"""

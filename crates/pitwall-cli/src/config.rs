//! Configuration management

use anyhow::{Context, Result};
use config::{ConfigBuilder, Environment, File};
use serde::{Deserialize, Serialize};
use std::path::{Path, PathBuf};

use pitwall_core::IngestConfig;
use pitwall_rl::{AgentConfig, EnvironmentConfig, StrategyConfig, TrainingConfig};

/// Main configuration structure
#[derive(Debug, Clone, Default, PartialEq, Serialize, Deserialize)]
#[serde(default)]
pub struct Config {
    pub race: EnvironmentConfig,
    pub agent: AgentConfig,
    pub training: TrainingConfig,
    pub ingest: IngestConfig,
}

impl Config {
    /// Load configuration from file and environment
    pub fn load(explicit: Option<&Path>) -> Result<Self> {
        let config_path = match explicit {
            Some(path) => Some(path.to_path_buf()),
            None => Self::find_config_file(),
        };

        Self::build(
            config_path.as_deref(),
            Environment::with_prefix("PITWALL")
                .separator("__")
                .try_parsing(true),
        )
    }

    fn build(config_path: Option<&Path>, environment: Environment) -> Result<Self> {
        let mut builder = ConfigBuilder::<config::builder::DefaultState>::default();

        if let Some(path) = config_path {
            tracing::debug!("Loading config from: {:?}", path);
            builder = builder.add_source(File::from(path).required(true));
        } else {
            tracing::debug!("No config file found, using defaults");
        }

        let config = builder
            .add_source(environment)
            .build()
            .context("Failed to read configuration")?;

        config
            .try_deserialize()
            .context("Failed to deserialize configuration")
    }

    /// Find the configuration file
    fn find_config_file() -> Option<PathBuf> {
        Self::locate_config_file(
            std::env::var_os("PITWALL_CONFIG").map(PathBuf::from),
            PathBuf::from("pitwall.toml"),
            dirs::home_dir(),
        )
    }

    /// Check in order: PITWALL_CONFIG env, ./pitwall.toml, ~/.config/pitwall/pitwall.toml.
    /// Candidates that do not exist are skipped.
    fn locate_config_file(env_path: Option<PathBuf>, local: PathBuf, home: Option<PathBuf>) -> Option<PathBuf> {
        let user_config = home.map(|home| home.join(".config").join("pitwall").join("pitwall.toml"));

        env_path
            .into_iter()
            .chain(std::iter::once(local))
            .chain(user_config)
            .find(|path| path.exists())
    }

    /// The planner settings, without the ingest section
    pub fn strategy(&self) -> StrategyConfig {
        StrategyConfig {
            environment: self.race.clone(),
            agent: self.agent.clone(),
            training: self.training.clone(),
        }
    }
}

#[cfg(test)]
mod tests {
    use super::*;
    use pitwall_core::Compound;
    use std::collections::HashMap;
    use std::io::Write;

    fn env(vars: &[(&str, &str)]) -> Environment {
        let source: HashMap<String, String> = vars
            .iter()
            .map(|(k, v)| ((*k).to_string(), (*v).to_string()))
            .collect();
        Environment::with_prefix("PITWALL")
            .separator("__")
            .try_parsing(true)
            .source(Some(source))
    }

    #[test]
    fn test_defaults_without_sources() {
        let config = Config::build(None, env(&[])).unwrap();
        assert_eq!(config, Config::default());
        assert_eq!(config.race.pit_stop_time_loss, 20.0);
        assert_eq!(config.agent.epsilon, 0.2);
        assert_eq!(config.training.episodes, 300);
        assert_eq!(config.ingest.lap_time_column, "LapTime");
    }

    #[test]
    fn test_file_overrides_defaults() {
        let mut file = tempfile::Builder::new().suffix(".toml").tempfile().unwrap();
        writeln!(
            file,
            r#"
[race]
pit_stop_time_loss = 22.5
starting_compound = "medium"

[race.wear_rates]
soft = 0.3

[agent]
epsilon = 0.05

[training]
episodes = 1000
seed = 42
"#
        )
        .unwrap();

        let config = Config::build(Some(file.path()), env(&[])).unwrap();
        assert_eq!(config.race.pit_stop_time_loss, 22.5);
        assert_eq!(config.race.starting_compound, Compound::Medium);
        assert_eq!(config.race.wear_rates.soft, 0.3);
        assert_eq!(config.race.wear_rates.hard, 0.05);
        assert_eq!(config.agent.epsilon, 0.05);
        assert_eq!(config.agent.learning_rate, 0.1);
        assert_eq!(config.training.episodes, 1000);
        assert_eq!(config.training.seed, Some(42));
    }

    #[test]
    fn test_environment_overrides_file() {
        let mut file = tempfile::Builder::new().suffix(".toml").tempfile().unwrap();
        writeln!(file, "[training]\nepisodes = 50\n").unwrap();

        let config = Config::build(
            Some(file.path()),
            env(&[
                ("PITWALL__TRAINING__EPISODES", "75"),
                ("PITWALL__RACE__PIT_STOP_TIME_LOSS", "18.5"),
            ]),
        )
        .unwrap();
        assert_eq!(config.training.episodes, 75);
        assert_eq!(config.race.pit_stop_time_loss, 18.5);
    }

    #[test]
    fn test_missing_explicit_file_is_error() {
        let result = Config::build(Some(Path::new("/nonexistent/pitwall.toml")), env(&[]));
        assert!(result.is_err());
    }

    #[test]
    fn test_config_file_lookup_order() {
        let dir = tempfile::tempdir().unwrap();
        let from_env = dir.path().join("env.toml");
        let local = dir.path().join("pitwall.toml");
        let home = dir.path().join("home");
        let user_config = home.join(".config").join("pitwall").join("pitwall.toml");
        std::fs::create_dir_all(user_config.parent().unwrap()).unwrap();
        std::fs::write(&user_config, "").unwrap();

        // Env path missing on disk falls through to the local file
        std::fs::write(&local, "").unwrap();
        let found = Config::locate_config_file(Some(from_env.clone()), local.clone(), Some(home.clone()));
        assert_eq!(found, Some(local.clone()));

        std::fs::write(&from_env, "").unwrap();
        let found = Config::locate_config_file(Some(from_env.clone()), local.clone(), Some(home.clone()));
        assert_eq!(found, Some(from_env));

        std::fs::remove_file(&local).unwrap();
        let found = Config::locate_config_file(None, local.clone(), Some(home.clone()));
        assert_eq!(found, Some(user_config));

        assert_eq!(Config::locate_config_file(None, local, None), None);
    }

    #[test]
    fn test_strategy_section() {
        let mut config = Config::default();
        config.training.seed = Some(7);
        config.race.pit_stop_time_loss = 25.0;

        let strategy = config.strategy();
        assert_eq!(strategy.training.seed, Some(7));
        assert_eq!(strategy.environment.pit_stop_time_loss, 25.0);
    }

    #[test]
    fn test_example_file_parses() {
        let example = include_str!("../../../pitwall.toml.example");
        let parsed: Config = toml::from_str(example).unwrap();
        assert_eq!(parsed.strategy().training.episodes, 300);
        assert_eq!(parsed.ingest.driver_column, "DriverNumber");
    }
}
//! Tire compound types

use serde::{Deserialize, Serialize};

/// Tire compound fitted to the car
#[derive(Debug, Clone, PartialEq, Eq, Hash, Serialize, Deserialize)]
#[serde(from = "String", into = "String")]
pub enum Compound {
    Soft,
    Medium,
    Hard,
    Intermediate,
    Wet,
    /// Any other label found in the data, stored upper-cased
    Other(String),
}

impl Compound {
    pub fn as_str(&self) -> &str {
        match self {
            Compound::Soft => "SOFT",
            Compound::Medium => "MEDIUM",
            Compound::Hard => "HARD",
            Compound::Intermediate => "INTERMEDIATE",
            Compound::Wet => "WET",
            Compound::Other(label) => label,
        }
    }
}

impl std::fmt::Display for Compound {
    fn fmt(&self, f: &mut std::fmt::Formatter<'_>) -> std::fmt::Result {
        write!(f, "{}", self.as_str())
    }
}

impl From<&str> for Compound {
    fn from(s: &str) -> Self {
        let label = s.trim().to_uppercase();
        match label.as_str() {
            "SOFT" => Compound::Soft,
            "MEDIUM" => Compound::Medium,
            "HARD" => Compound::Hard,
            "INTERMEDIATE" => Compound::Intermediate,
            "WET" => Compound::Wet,
            _ => Compound::Other(label),
        }
    }
}

impl From<String> for Compound {
    fn from(s: String) -> Self {
        Compound::from(s.as_str())
    }
}

impl From<Compound> for String {
    fn from(compound: Compound) -> Self {
        compound.as_str().to_string()
    }
}
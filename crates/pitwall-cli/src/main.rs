//! Pitwall CLI - Command line interface for pit-stop strategy planning
//!
//! Loads FastF1 lap exports, trains the Q-learning planner on a driver's race
//! and prints the recommended stop/stay sequence.

// Clippy pedantic allows - these are intentional design choices
#![allow(clippy::doc_markdown)]
#![allow(clippy::missing_errors_doc)]
#![allow(clippy::missing_panics_doc)]
#![allow(clippy::must_use_candidate)]
#![allow(clippy::too_many_lines)]
#![allow(clippy::float_cmp)]
#![allow(clippy::needless_pass_by_value)]

use anyhow::Result;
use clap::{Parser, Subcommand};
use std::path::PathBuf;
use tracing_subscriber::{layer::SubscriberExt, util::SubscriberInitExt};

mod commands;
mod config;

use commands::{config as config_cmd, drivers, evaluate, simulate, summary};

#[derive(Parser)]
#[command(name = "pitwall")]
#[command(author, version, about = "Pitwall - pit-stop strategy planner", long_about = None)]
struct Cli {
    #[command(subcommand)]
    command: Commands,

    /// Enable verbose output
    #[arg(short, long, global = true)]
    verbose: bool,

    /// Configuration file (overrides PITWALL_CONFIG and the default locations)
    #[arg(short, long, global = true)]
    config: Option<PathBuf>,
}

#[derive(Subcommand)]
enum Commands {
    /// Train on a driver's race and print the recommended strategy
    Simulate(simulate::SimulateArgs),

    /// Replay a hand-written stop/stay sequence through the race model
    Evaluate(evaluate::EvaluateArgs),

    /// Summarise a driver's race from the lap data
    Summary(summary::SummaryArgs),

    /// List drivers present in a lap file
    Drivers(drivers::DriversArgs),

    /// Configuration management
    #[command(subcommand)]
    Config(config_cmd::ConfigCommands),
}

fn main() -> Result<()> {
    let cli = Cli::parse();

    // Initialize logging based on verbosity
    let log_level = if cli.verbose { "debug" } else { "info" };

    tracing_subscriber::registry()
        .with(
            tracing_subscriber::EnvFilter::try_from_default_env().unwrap_or_else(|_| {
                format!("pitwall_cli={log_level},pitwall_rl={log_level},pitwall_core={log_level}").into()
            }),
        )
        .with(tracing_subscriber::fmt::layer().with_writer(std::io::stderr))
        .init();

    let config_path = cli.config.as_deref();

    match cli.command {
        Commands::Simulate(args) => simulate::run(args, &config::Config::load(config_path)?),
        Commands::Evaluate(args) => evaluate::run(args, &config::Config::load(config_path)?),
        Commands::Summary(args) => summary::run(args, &config::Config::load(config_path)?),
        Commands::Drivers(args) => drivers::run(args, &config::Config::load(config_path)?),
        Commands::Config(cmd) => config_cmd::run(cmd, config_path),
    }
}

"""

*Task requirements:* Everything from the line containing "let log_level = if" through the last line of the records must be given again exactly; leave out all other lines.

*Reply to the task:*
    let log_level = if cli.verbose { "debug" } else { "info" };

    tracing_subscriber::registry()
        .with(
            tracing_subscriber::EnvFilter::try_from_default_env().unwrap_or_else(|_| {
                format!("pitwall_cli={log_level},pitwall_rl={log_level},pitwall_core={log_level}").into()
            }),
        )
        .with(tracing_subscriber::fmt::layer().with_writer(std::io::stderr))
        .init();

    let config_path = cli.config.as_deref();

    match cli.command {
        Commands::Simulate(args) => simulate::run(args, &config::Config::load(config_path)?),
        Commands::Evaluate(args) => evaluate::run(args, &config::Config::load(config_path)?),
        Commands::Summary(args) => summary::run(args, &config::Config::load(config_path)?),
        Commands::Drivers(args) => drivers::run(args, &config::Config::load(config_path)?),
        Commands::Config(cmd) => config_cmd::run(cmd, config_path),
    }
}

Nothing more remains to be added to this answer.